Analogous to the binomial case, the contribution of chronic diseases to the disability prevalence for multinomial outcomes can be obtained in five steps for each category \(j\) of the outcome:
1. Cause-specific disability probabilities for each disease (\(\widehat{D}_{dij}\)) and background (\(\widehat{B}_{ij}\)) for individual \(i\): \[\label{eq:9} \begin{array}{ll} \widehat{D}_{dij} = \widehat{\pi}_{ij}\left(\frac{\widehat{\beta}_{dj} X_{di}}{\widehat{\eta}_{ij}}\right)\\~\\ \widehat{B}_{ij} = \widehat{\pi}_{ij}\left(\frac{\widehat{\alpha}_{a_ij}}{\widehat{\eta}_{ij}}\right)\\ \end{array} \tag{9}\]
2. Number of disabled individuals by each disease (\(\widehat{N}_{dj}\)) and background (\(\widehat{N}_{bj}\)): \[\label{eq:10} \begin{array}{ll} \widehat{N}_{dj} = \displaystyle \sum_{i=1}^n \widehat{D}_{dij}\\~\\ \widehat{N}_{bj} = \displaystyle \sum_{i=1}^n \widehat{B}_{ij}\\ \end{array} \tag{10}\]
3. Absolute contribution of each disease (\(\widehat{AC}_{dj}\)) and background (\(\widehat{AC}_{bj}\)) to the total disability prevalence: \[\label{eq:11} \begin{array}{ll} \widehat{AC}_{dj} = \frac{\widehat{N}_{dj}}{n}\\~\\ \widehat{AC}_{bj} = \frac{\widehat{N}_{bj}}{n}\\ \end{array} \tag{11}\]
4. Total disability prevalence (\(\widehat{P}_j\)): \[\label{eq:12} \begin{array}{ll} \widehat{P}_j = \widehat{AC}_{bj} + \displaystyle \sum_{d=1}^m \widehat{AC}_{dj}\\ \end{array} \tag{12}\]
5. Relative contribution of diseases (\(\widehat{RC}_{dj}\)) and background (\(\widehat{RC}_{bj}\)) to the disability prevalence: \[\label{eq:13} \begin{array}{ll} \widehat{RC}_{dj} = \frac{\widehat{AC}_{dj}}{\widehat{P}_j}\\~\\ \widehat{RC}_{bj} = \frac{\widehat{AC}_{bj}}{\widehat{P}_j}\\ \end{array} \tag{13}\]
The absolute contributions defined in equations (11) sum to the prevalence of disability for each category \(j\) and the relative contributions defined in equations (13) sum to 1 for each disability category \(j\). The confidence intervals for the absolute and relative contributions for the binary and multinomial cases can be estimated via bootstrapping (Efron and Tibshirani 1994) in addhaz.
In this section, a brief explanation about the constrained optimization, the parallel option to obtain the bootstrap CI for the parameter estimates, and the option to perform the likelihood ratio test for model selection is provided.

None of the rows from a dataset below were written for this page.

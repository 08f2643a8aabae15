//! Gate 二进制入口：解析 CLI、加载配置并启动应用。

mod api;
mod app;
mod cli;
mod config;
mod handoff;
mod ledger;
mod link;
mod logging;
mod session;
mod state;
mod store;
mod sweeper;
mod transfer;

#[tokio::main]
/// 启动 Gate 服务。
async fn main() -> anyhow::Result<()> {
    let args = std::env::args().skip(1).collect::<Vec<String>>();
    match cli::dispatch(&args)? {
        cli::CliDispatch::Run => {}
        cli::CliDispatch::Exit => return Ok(()),
    }

    let _log_runtime = logging::init("gate")?;
    let config = config::GateConfig::from_env()?;
    tracing::debug!("loaded config: {config:?}");
    app::run(config).await
}
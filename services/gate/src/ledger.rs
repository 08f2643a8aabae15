//! 使用台账：token 首用设备绑定、使用次数上限与换绑状态。
//!
//! 状态迁移：`Bound(A) -> PendingTransfer{A, B} -> Bound(B)`。换绑码兑换成功后台账进入
//! `PendingTransfer`，只有 B 的下一次访问能完成迁移；迁移前 A 仍按原绑定访问。
//! 使用次数跟随 token 而非设备，换绑不会重置预算。

use tracing::{debug, info};

use crate::store::{Expiring, ExpiringStore};

/// 默认单链接最大使用次数（一次安装 + 一次重新下载）。
pub(crate) const DEFAULT_MAX_USES: u32 = 2;
/// 单条记录保留的访问地址条数上限。
const MAX_IP_HISTORY: usize = 32;

/// token 当前绑定状态。
#[derive(Debug, Clone, PartialEq, Eq)]
pub(crate) enum Binding {
    Bound {
        device_id: String,
    },
    PendingTransfer {
        from: String,
        to: String,
        code: String,
    },
}

impl Binding {
    /// 当前仍然有效的绑定设备。
    pub(crate) fn device_id(&self) -> &str {
        match self {
            Self::Bound { device_id } => device_id,
            Self::PendingTransfer { from, .. } => from,
        }
    }
}

/// 单个 token 的使用记录。
#[derive(Debug, Clone)]
pub(crate) struct UsageRecord {
    pub(crate) binding: Binding,
    pub(crate) use_count: u32,
    pub(crate) max_uses: u32,
    pub(crate) first_seen_at: u64,
    pub(crate) last_used_at: u64,
    pub(crate) ip_history: Vec<String>,
    pub(crate) transferred_to_device_id: Option<String>,
    /// token 自身的有效期。
    pub(crate) token_expires_at: u64,
    /// 台账簿记保留期，与 token 有效期相互独立。
    retention_sec: u64,
}

impl UsageRecord {
    fn push_address(&mut self, client_address: Option<&str>) {
        let Some(address) = client_address.map(str::trim).filter(|v| !v.is_empty()) else {
            return;
        };
        if let Some(last) = self.ip_history.last()
            && last != address
        {
            // 地址变化只记录不拒绝（NAT/漫游）。
            info!(
                "usage address changed for device {}: {last} -> {address}",
                self.binding.device_id()
            );
        }
        if self.ip_history.len() >= MAX_IP_HISTORY {
            self.ip_history.remove(0);
        }
        self.ip_history.push(address.to_string());
    }
}

impl Expiring for UsageRecord {
    fn purge_eligible(&self, now: u64) -> bool {
        now > self.token_expires_at && now > self.last_used_at.saturating_add(self.retention_sec)
    }
}

/// 放行类型。
#[derive(Debug, Clone, Copy, PartialEq, Eq)]
pub(crate) enum UseKind {
    FirstUse,
    RepeatUse,
    Transferred,
}

/// 台账判定结果。
#[derive(Debug, Clone, Copy, PartialEq, Eq)]
pub(crate) enum UsageDecision {
    Allow { kind: UseKind, use_count: u32 },
    /// 非硬失败：`allow_transfer` 为真时调用方可引导申请换绑码。
    DenyDeviceMismatch { allow_transfer: bool },
    DenyMaxUsesExceeded { use_count: u32, max_uses: u32 },
}

/// 一次台账判定的输入。
#[derive(Debug, Clone, Copy)]
pub(crate) struct UsageCheck<'a> {
    pub(crate) token: &'a str,
    /// 签发时预绑定的设备；首用时优先绑定到它。
    pub(crate) expected_device_id: Option<&'a str>,
    pub(crate) device_id: &'a str,
    pub(crate) client_address: Option<&'a str>,
    pub(crate) max_uses: u32,
    pub(crate) token_expires_at: u64,
}

/// 换绑授权失败。
#[derive(Debug, Clone, Copy, PartialEq, Eq)]
pub(crate) enum TransferAuthError {
    /// token 尚无使用记录。
    NotBound,
    /// 原设备与当前绑定不一致。
    DeviceMismatch,
    /// 目标设备就是当前绑定设备。
    SameDevice,
}

/// 使用台账。
#[derive(Clone)]
pub(crate) struct UsageLedger {
    records: ExpiringStore<String, UsageRecord>,
    retention_sec: u64,
}

impl UsageLedger {
    pub(crate) fn new(retention_sec: u64) -> Self {
        Self {
            records: ExpiringStore::new("usage"),
            retention_sec,
        }
    }

    pub(crate) fn store(&self) -> &ExpiringStore<String, UsageRecord> {
        &self.records
    }

    /// 只判定不落账（确认页环节使用，避免消耗次数）。
    pub(crate) async fn peek(&self, check: UsageCheck<'_>) -> UsageDecision {
        let key = check.token.to_string();
        self.records
            .read(&key, |record| evaluate(record, &check))
            .await
    }

    /// 判定并在放行时原子地落账。
    pub(crate) async fn check_and_record_at(
        &self,
        check: UsageCheck<'_>,
        now: u64,
    ) -> UsageDecision {
        let retention_sec = self.retention_sec;
        self.records
            .update(|records| {
                let decision = evaluate(records.get(check.token), &check);
                let UsageDecision::Allow { kind, .. } = decision else {
                    return decision;
                };
                match kind {
                    UseKind::FirstUse => {
                        let mut record = UsageRecord {
                            binding: Binding::Bound {
                                device_id: check.device_id.to_string(),
                            },
                            use_count: 1,
                            max_uses: check.max_uses.max(1),
                            first_seen_at: now,
                            last_used_at: now,
                            ip_history: Vec::new(),
                            transferred_to_device_id: None,
                            token_expires_at: check.token_expires_at,
                            retention_sec,
                        };
                        record.push_address(check.client_address);
                        records.insert(check.token.to_string(), record);
                    }
                    UseKind::RepeatUse => {
                        if let Some(record) = records.get_mut(check.token) {
                            record.use_count = record.use_count.saturating_add(1);
                            record.last_used_at = now;
                            record.push_address(check.client_address);
                        }
                    }
                    UseKind::Transferred => {
                        if let Some(record) = records.get_mut(check.token) {
                            if let Binding::PendingTransfer { from, code, .. } = &record.binding {
                                info!(
                                    "usage rebound: {from} -> {} via code {code} (bound since {})",
                                    check.device_id, record.first_seen_at
                                );
                            }
                            if let Some(previous) = &record.transferred_to_device_id {
                                debug!("token transferred again, previous target {previous}");
                            }
                            record.binding = Binding::Bound {
                                device_id: check.device_id.to_string(),
                            };
                            record.use_count = record.use_count.saturating_add(1);
                            record.last_used_at = now;
                            record.transferred_to_device_id = Some(check.device_id.to_string());
                            record.push_address(check.client_address);
                        }
                    }
                }
                debug!("usage recorded: {kind:?}");
                decision
            })
            .await
    }

    /// 换绑码兑换成功后调用：`Bound(from) -> PendingTransfer{from, to}`。
    pub(crate) async fn authorize_transfer(
        &self,
        token: &str,
        from: &str,
        to: &str,
        code: &str,
    ) -> Result<(), TransferAuthError> {
        if from == to {
            return Err(TransferAuthError::SameDevice);
        }
        self.records
            .update(|records| {
                let record = records.get_mut(token).ok_or(TransferAuthError::NotBound)?;
                if record.binding.device_id() != from {
                    return Err(TransferAuthError::DeviceMismatch);
                }
                record.binding = Binding::PendingTransfer {
                    from: from.to_string(),
                    to: to.to_string(),
                    code: code.to_string(),
                };
                Ok(())
            })
            .await
    }

    /// token 当前绑定设备。
    pub(crate) async fn bound_device(&self, token: &str) -> Option<String> {
        let key = token.to_string();
        self.records
            .read(&key, |record| {
                record.map(|record| record.binding.device_id().to_string())
            })
            .await
    }
}

/// 纯判定逻辑，不修改记录。
fn evaluate(record: Option<&UsageRecord>, check: &UsageCheck<'_>) -> UsageDecision {
    let Some(record) = record else {
        let bind_to = check.expected_device_id.unwrap_or(check.device_id);
        if bind_to != check.device_id {
            // 预绑定设备尚未使用，不存在可迁移的绑定。
            return UsageDecision::DenyDeviceMismatch {
                allow_transfer: false,
            };
        }
        return UsageDecision::Allow {
            kind: UseKind::FirstUse,
            use_count: 1,
        };
    };

    let kind = match &record.binding {
        Binding::PendingTransfer { to, .. } if to == check.device_id => UseKind::Transferred,
        binding if binding.device_id() == check.device_id => UseKind::RepeatUse,
        Binding::PendingTransfer { .. } => {
            return UsageDecision::DenyDeviceMismatch {
                allow_transfer: false,
            };
        }
        Binding::Bound { .. } => {
            return UsageDecision::DenyDeviceMismatch {
                allow_transfer: true,
            };
        }
    };
    if record.use_count >= record.max_uses {
        return UsageDecision::DenyMaxUsesExceeded {
            use_count: record.use_count,
            max_uses: record.max_uses,
        };
    }
    UsageDecision::Allow {
        kind,
        use_count: record.use_count.saturating_add(1),
    }
}
//! 统一响应包裹：`{ok, code, message, suggestion, data?}`。

use axum::{Json, http::StatusCode};
use serde::Serialize;

use super::error::ApiError;

/// 处理函数统一返回类型。
pub(crate) type ApiReply<T> = (StatusCode, Json<ApiEnvelope<T>>);

/// 通用 API 成功/失败包裹结构。
#[derive(Debug, Serialize)]
#[serde(rename_all = "camelCase")]
pub(crate) struct ApiEnvelope<T>
where
    T: Serialize,
{
    pub(crate) ok: bool,
    pub(crate) code: String,
    pub(crate) message: String,
    pub(crate) suggestion: String,
    #[serde(skip_serializing_if = "Option::is_none")]
    pub(crate) data: Option<T>,
}

/// 构造成功响应。
pub(crate) fn ok_response<T: Serialize>(
    message: impl Into<String>,
    suggestion: impl Into<String>,
    data: T,
) -> ApiReply<T> {
    (
        StatusCode::OK,
        Json(ApiEnvelope {
            ok: true,
            code: "OK".to_string(),
            message: message.into(),
            suggestion: suggestion.into(),
            data: Some(data),
        }),
    )
}

/// 业务结果转响应：成功走 `ok_response`，失败走错误包裹。
pub(crate) fn reply<T: Serialize>(
    result: Result<T, ApiError>,
    message: &str,
    suggestion: &str,
) -> ApiReply<T> {
    match result {
        Ok(data) => ok_response(message, suggestion, data),
        Err(err) => err.into_response(),
    }
}
//! Gate 应用装配：路由、CORS、清扫任务与监听。

use axum::{
    Router,
    http::{Method, header::CONTENT_TYPE},
    routing::{get, post},
};
use tower_http::cors::{Any, CorsLayer};
use tracing::info;

use crate::{
    api::handlers::{
        consume_session_handler, debug_stores, healthz, issue_link_handler,
        open_session_handler, redeem_transfer_handler, request_transfer_handler,
        resolve_link_handler,
    },
    config::GateConfig,
    state::AppState,
    sweeper::spawn_sweeper,
};

/// 构建路由。
pub(crate) fn router(state: AppState) -> Router {
    let cors = CorsLayer::new()
        .allow_origin(Any)
        .allow_methods([Method::GET, Method::POST, Method::OPTIONS])
        .allow_headers([CONTENT_TYPE]);

    Router::new()
        .route("/healthz", get(healthz))
        .route("/v1/debug/stores", get(debug_stores))
        .route("/v1/link/issue", post(issue_link_handler))
        .route("/v1/link/resolve", post(resolve_link_handler))
        .route("/v1/session/open", post(open_session_handler))
        .route("/v1/session/consume", post(consume_session_handler))
        .route("/v1/transfer/request", post(request_transfer_handler))
        .route("/v1/transfer/redeem", post(redeem_transfer_handler))
        .layer(cors)
        .with_state(state)
}

/// Gate 入口：启动清扫任务与 HTTP 路由。
pub(crate) async fn run(config: GateConfig) -> anyhow::Result<()> {
    let addr = config.listen_addr.clone();
    let state = AppState::new(config);
    let _sweeper = spawn_sweeper(state.clone());
    let app = router(state);

    let listener = tokio::net::TcpListener::bind(&addr).await?;
    info!("cl-gate listening on {addr}");
    axum::serve(listener, app).await?;
    Ok(())
}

The binomial and multinomial additive hazard models are generalized
linear models with non-canonical link functions
\(\eta_i = \text{log} \left(\frac{1}{1-\pi_i}\right)\) for the binomial
model and
\(\eta_{ij} = [-\text{log}(1-\sum_{q=1}^c \pi_{iq})]\left(\frac{\pi_{ij}}{\sum_{q=1}^c \pi_{iq}}\right)\)
for the multinomial model. For both models, the model parameters are
estimated using maximum likelihood. The use of non-canonical link
functions requires a constraint in the linear predictors
(\(\eta_i \geq 0\) and \(\eta_{ij} \geq 0\)) to ensure that the disability
probabilities (\(\pi_{i}\) and \(\pi_{ij}\)) are valid, i.e., the
probabilities lie between 0 and 1. In addhaz, this constraint is
implemented in the optimization procedure, with an adaptive barrier
algorithm (Lange 2010), by calling constrOptim
in R.
Besides the option to estimate the confidence intervals for the parameter estimates based on the standard errors obtained by the inverse of the information matrix for the binomial and multinomial models (Wald CI), addhaz also offers the user the option to obtain the bootstrap CI based on empirical percentiles of the replicates (Efron and Tibshirani 1994).

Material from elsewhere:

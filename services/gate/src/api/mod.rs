//! HTTP 接口层：统一响应包裹、错误映射与路由处理函数。

pub(crate) mod error;
pub(crate) mod handlers;
pub(crate) mod response;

To reduce computation time, parallel computing can be used to obtain the
bootstrap CI. By default R does not use all the cores available on a
computer. The basic idea of parallel computing is to split the work to
more than one core of the computer, to execute it in parallel, and then
to collect the results. Several R packages can be used to implement
parallel computation. In addhaz it is implemented by calling the
functions boot
and boot.ci
in the
boot package
(Davison and Hinkley 1997; Canty and Ripley 2016).
The package also includes a function to perform the likelihood ratio test to compare two binomial or multinomial nested models that can be used for model selection.

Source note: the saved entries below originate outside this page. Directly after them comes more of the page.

#[cfg(test)]
mod tests {
    use cl_shared_protocol::{IssueLinkData, IssueLinkRequest, ResolveLinkRequest};

    use super::{LinkDenial, Proof, ResolveOutcome};
    use crate::{
        ledger::UseKind,
        link::{
            payload::{LINK_PAYLOAD_VERSION, LinkPayload},
            temp::ConfirmError,
            token::{TokenVersion, resource_id_for},
        },
        state::{
            AppState,
            test_support::{lenient_state, test_state},
        },
        transfer::TransferError,
    };

    const NOW: u64 = 1_700_000_000;
    const URL: &str = "https://x/app.ipa";

    async fn issue(state: &AppState, device_id: Option<&str>, interstitial: bool) -> IssueLinkData {
        state
            .issue_link_at(
                &IssueLinkRequest {
                    resource_url: URL.to_string(),
                    device_id: device_id.map(str::to_string),
                    client_address: None,
                    max_uses: None,
                    interstitial,
                },
                NOW,
            )
            .await
            .expect("issue link")
    }

    async fn resolve(
        state: &AppState,
        link: &IssueLinkData,
        device_id: &str,
        proof: Option<&str>,
        now: u64,
    ) -> ResolveOutcome {
        state
            .resolve_link_at(
                &ResolveLinkRequest {
                    iv: link.iv.clone(),
                    ciphertext: link.ciphertext.clone(),
                    device_id: device_id.to_string(),
                    client_address: Some("10.0.0.1".to_string()),
                    proof: proof.map(str::to_string),
                },
                now,
            )
            .await
            .expect("resolve link")
    }

    fn granted_count(outcome: &ResolveOutcome) -> Option<u32> {
        match outcome {
            ResolveOutcome::Granted {
                resource_url,
                use_count,
                ..
            } if resource_url == URL => Some(*use_count),
            _ => None,
        }
    }

    /// 手工拼装一条由本服务密钥加密、但签名不匹配的链接。
    async fn forged_link(state: &AppState) -> IssueLinkData {
        let genuine = issue(state, Some("D1"), false).await;
        // 用 D1 签发的 token 冒充绑定到 D9 的链接。
        let payload = LinkPayload {
            v: LINK_PAYLOAD_VERSION,
            url: URL.to_string(),
            exp: NOW + 1800,
            nonce: "n".to_string(),
            tok: genuine.token.clone(),
            did: Some("D9".to_string()),
            max: 2,
            gate: false,
        };
        let sealed = state
            .cipher
            .encrypt(&payload.encode().expect("encode payload"));
        IssueLinkData {
            iv: sealed.iv,
            ciphertext: sealed.ciphertext,
            ..genuine
        }
    }

    #[tokio::test(flavor = "current_thread")]
    async fn same_device_twice_then_exhausted_then_other_device_denied() {
        let state = test_state();
        let link = issue(&state, None, false).await;

        let first = resolve(&state, &link, "D1", None, NOW + 1).await;
        assert_eq!(granted_count(&first), Some(1));
        let second = resolve(&state, &link, "D1", None, NOW + 2).await;
        assert_eq!(granted_count(&second), Some(2));
        let third = resolve(&state, &link, "D1", None, NOW + 3).await;
        assert_eq!(
            third,
            ResolveOutcome::Denied(LinkDenial::Exhausted {
                use_count: 2,
                max_uses: 2
            })
        );
        if let ResolveOutcome::Denied(denial) = &third {
            assert_eq!(denial.reason(), "link exhausted: max uses exceeded");
        }

        let other = resolve(&state, &link, "D2", None, NOW + 4).await;
        match other {
            ResolveOutcome::Denied(denial @ LinkDenial::DeviceMismatch { .. }) => {
                assert_eq!(denial.reason(), "bound to another device");
                assert_eq!(
                    denial,
                    LinkDenial::DeviceMismatch {
                        token: link.token.clone(),
                        can_request_transfer: true
                    }
                );
            }
            other => panic!("unexpected outcome: {other:?}"),
        }
    }

    #[tokio::test(flavor = "current_thread")]
    async fn transfer_code_moves_the_binding_to_the_new_device() {
        let state = test_state();
        let link = issue(&state, None, false).await;
        assert!(granted_count(&resolve(&state, &link, "D1", None, NOW).await).is_some());

        let ticket = state
            .transfers
            .request_at(&link.token, "D1", NOW + 1)
            .await
            .expect("ticket");
        let moved = resolve(&state, &link, "D2", Some(&ticket.code), NOW + 2).await;
        // 使用次数随链接累计，换绑不重置。
        assert!(matches!(
            moved,
            ResolveOutcome::Granted {
                kind: UseKind::Transferred,
                use_count: 2,
                ..
            }
        ));
        assert_eq!(state.ledger.bound_device(&link.token).await.as_deref(), Some("D2"));

        // 旧设备被拒，换绑码不能再次使用。
        assert!(matches!(
            resolve(&state, &link, "D1", None, NOW + 3).await,
            ResolveOutcome::Denied(LinkDenial::DeviceMismatch { .. })
        ));
        assert_eq!(
            resolve(&state, &link, "D1", Some(&ticket.code), NOW + 3).await,
            ResolveOutcome::Denied(LinkDenial::Transfer(TransferError::AlreadyUsed))
        );
    }

    #[tokio::test(flavor = "current_thread")]
    async fn bouncing_the_link_between_devices_keeps_one_budget() {
        let state = test_state();
        let link = issue(&state, None, false).await;
        let mut grants = 0;
        let mut owner = "D1";
        assert!(granted_count(&resolve(&state, &link, owner, None, NOW).await).is_some());
        grants += 1;

        for step in 1..=4u64 {
            let next = if owner == "D1" { "D2" } else { "D1" };
            let ticket = state
                .transfers
                .request_at(&link.token, owner, NOW + step)
                .await
                .expect("ticket");
            match resolve(&state, &link, next, Some(&ticket.code), NOW + step).await {
                outcome @ ResolveOutcome::Granted { .. } => {
                    assert!(granted_count(&outcome).is_some());
                    grants += 1;
                    owner = next;
                }
                ResolveOutcome::Denied(LinkDenial::Exhausted {
                    use_count,
                    max_uses,
                }) => {
                    assert_eq!((use_count, max_uses), (2, 2));
                    break;
                }
                other => panic!("unexpected outcome: {other:?}"),
            }
        }
        assert_eq!(grants, 2);
        assert!(matches!(
            resolve(&state, &link, owner, None, NOW + 10).await,
            ResolveOutcome::Denied(LinkDenial::Exhausted { .. })
        ));
    }

    #[tokio::test(flavor = "current_thread")]
    async fn prebound_link_refuses_other_devices_without_transfer() {
        let state = test_state();
        let link = issue(&state, Some("D1"), false).await;
        assert_eq!(
            resolve(&state, &link, "D2", None, NOW).await,
            ResolveOutcome::Denied(LinkDenial::DeviceMismatch {
                token: link.token.clone(),
                can_request_transfer: false
            })
        );
        assert_eq!(
            granted_count(&resolve(&state, &link, "D1", None, NOW).await),
            Some(1)
        );
    }

    #[tokio::test(flavor = "current_thread")]
    async fn interstitial_confirmation_is_single_use() {
        let state = test_state();
        let link = issue(&state, None, true).await;

        let ResolveOutcome::Interstitial { confirm_token } =
            resolve(&state, &link, "D1", None, NOW).await
        else {
            panic!("expected interstitial");
        };
        // 确认页环节不消耗次数。
        assert_eq!(state.store_sizes().await.usage, 0);

        let granted = resolve(&state, &link, "D1", Some(&confirm_token), NOW + 1).await;
        assert_eq!(granted_count(&granted), Some(1));
        assert_eq!(
            resolve(&state, &link, "D1", Some(&confirm_token), NOW + 2).await,
            ResolveOutcome::Denied(LinkDenial::Confirmation(ConfirmError::AlreadyUsed))
        );
    }

    #[tokio::test(flavor = "current_thread")]
    async fn confirmation_token_only_works_on_the_device_that_received_it() {
        let state = test_state();
        let link = issue(&state, None, true).await;
        let ResolveOutcome::Interstitial { confirm_token } =
            resolve(&state, &link, "D1", None, NOW).await
        else {
            panic!("expected interstitial");
        };

        assert_eq!(
            resolve(&state, &link, "D2", Some(&confirm_token), NOW + 1).await,
            ResolveOutcome::Denied(LinkDenial::Confirmation(ConfirmError::DeviceMismatch))
        );
        assert_eq!(state.store_sizes().await.usage, 0);
        assert_eq!(state.ledger.bound_device(&link.token).await, None);

        assert_eq!(
            granted_count(&resolve(&state, &link, "D1", Some(&confirm_token), NOW + 2).await),
            Some(1)
        );
        assert_eq!(
            state.ledger.bound_device(&link.token).await.as_deref(),
            Some("D1")
        );
    }

    #[tokio::test(flavor = "current_thread")]
    async fn plain_links_ignore_confirmation_shaped_proofs() {
        let state = test_state();
        let link = issue(&state, None, false).await;
        assert_eq!(
            granted_count(&resolve(&state, &link, "D1", Some("1234567"), NOW).await),
            Some(1)
        );
        assert!(matches!(
            resolve(&state, &link, "D2", Some("lct_typo"), NOW + 1).await,
            ResolveOutcome::Denied(LinkDenial::DeviceMismatch {
                can_request_transfer: true,
                ..
            })
        ));
    }

    #[tokio::test(flavor = "current_thread")]
    async fn interstitial_token_expires_and_can_be_reminted() {
        let state = test_state();
        let link = issue(&state, None, true).await;
        let ResolveOutcome::Interstitial { confirm_token } =
            resolve(&state, &link, "D1", None, NOW).await
        else {
            panic!("expected interstitial");
        };
        assert_eq!(
            resolve(&state, &link, "D1", Some(&confirm_token), NOW + 301).await,
            ResolveOutcome::Denied(LinkDenial::Confirmation(ConfirmError::Expired))
        );
        let ResolveOutcome::Interstitial {
            confirm_token: fresh,
        } = resolve(&state, &link, "D1", None, NOW + 302).await
        else {
            panic!("expected interstitial");
        };
        assert!(granted_count(&resolve(&state, &link, "D1", Some(&fresh), NOW + 303).await).is_some());
    }

    #[tokio::test(flavor = "current_thread")]
    async fn expiry_takes_precedence_over_every_other_failure() {
        let state = test_state();
        let link = issue(&state, None, false).await;
        assert!(granted_count(&resolve(&state, &link, "D1", None, NOW).await).is_some());
        assert!(granted_count(&resolve(&state, &link, "D1", None, NOW).await).is_some());

        // 已耗尽且设备不符，但过期优先。
        assert_eq!(
            resolve(&state, &link, "D2", Some("123456"), NOW + 1801).await,
            ResolveOutcome::Denied(LinkDenial::Expired)
        );
        let forged = forged_link(&state).await;
        assert_eq!(
            resolve(&state, &forged, "D9", None, NOW + 1801).await,
            ResolveOutcome::Denied(LinkDenial::Expired)
        );
    }

    #[tokio::test(flavor = "current_thread")]
    async fn tampered_links_are_malformed_or_unsigned() {
        let state = test_state();
        let link = issue(&state, None, false).await;

        let mut flipped = link.clone();
        let last = flipped.ciphertext.pop().expect("non-empty ciphertext");
        flipped.ciphertext.push(if last == '0' { '1' } else { '0' });
        let outcome = resolve(&state, &flipped, "D1", None, NOW).await;
        assert!(matches!(
            outcome,
            ResolveOutcome::Denied(LinkDenial::Malformed | LinkDenial::SignatureInvalid)
        ));

        let mut garbage = link.clone();
        garbage.iv = "zz".to_string();
        assert_eq!(
            resolve(&state, &garbage, "D1", None, NOW).await,
            ResolveOutcome::Denied(LinkDenial::Malformed)
        );

        let forged = forged_link(&state).await;
        assert_eq!(
            resolve(&state, &forged, "D9", None, NOW).await,
            ResolveOutcome::Denied(LinkDenial::SignatureInvalid)
        );
        assert_eq!(state.store_sizes().await.usage, 0);
    }

    #[tokio::test(flavor = "current_thread")]
    async fn lenient_switch_only_downgrades_signature_mismatch() {
        let state = lenient_state();
        let forged = forged_link(&state).await;
        assert!(granted_count(&resolve(&state, &forged, "D9", None, NOW).await).is_some());
        assert_eq!(
            resolve(&state, &forged, "D9", None, NOW + 1801).await,
            ResolveOutcome::Denied(LinkDenial::Expired)
        );
    }

    #[tokio::test(flavor = "current_thread")]
    async fn basic_tokens_still_verify() {
        let state = test_state();
        let token = state
            .tokens
            .mint_at(TokenVersion::Basic, &resource_id_for(URL), "", 1800, None, NOW)
            .expect("mint basic token");
        let payload = LinkPayload {
            v: LINK_PAYLOAD_VERSION,
            url: URL.to_string(),
            exp: NOW + 1800,
            nonce: "n".to_string(),
            tok: token.clone(),
            did: None,
            max: 1,
            gate: false,
        };
        let sealed = state
            .cipher
            .encrypt(&payload.encode().expect("encode payload"));
        let link = IssueLinkData {
            link: String::new(),
            path: String::new(),
            iv: sealed.iv,
            ciphertext: sealed.ciphertext,
            token,
            expires_at: String::new(),
        };
        assert_eq!(
            granted_count(&resolve(&state, &link, "D1", None, NOW).await),
            Some(1)
        );
        assert!(matches!(
            resolve(&state, &link, "D1", None, NOW).await,
            ResolveOutcome::Denied(LinkDenial::Exhausted { .. })
        ));
    }

    #[test]
    fn proof_shape_decides_its_meaning() {
        assert_eq!(Proof::parse(None), Proof::Absent);
        assert_eq!(Proof::parse(Some("  ")), Proof::Absent);
        assert_eq!(Proof::parse(Some(" 123456 ")), Proof::TransferCode("123456"));
        assert_eq!(
            Proof::parse(Some("lct_abc")),
            Proof::Confirmation("lct_abc")
        );
        assert_eq!(Proof::parse(Some("1234567")), Proof::Confirmation("1234567"));
    }
}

The likelihood ratio test is defined as -2*log(likelihood model 1/likelihood model 2).The resulting test statistic is assumed to follow a \(\chi^2\) distribution, with degrees of freedom (df) equal to the difference of the df between the models. If the test is statistically significant, the model with more variables fits the data significantly better than the model with less variables.
The original software for the attribution method (Nusselder and Looman 2004; Nusselder and Looman 2010) was developed in R, but it is not available as an R package, since it focuses on non-R users: an Excel file is used to input the model arguments and this file is called in the R code. This software is restricted to binary outcomes and it is freely available upon request to the authors. Different from addhaz, a penalty term is added to the binomial likelihood function when \(\pi_i \leq 0\), to ensure that valid probabilities are obtained. The original software also allows the user to obtain the bootstrap CI for the model parameters and contributions. Additionally, it offers the options: (i) reduced rank regression (RRR) (Yee 2014) to reduce the number of parameters when interactions between diseases and age groups are of interest; and (ii) model selection, using the likelihood ratio test.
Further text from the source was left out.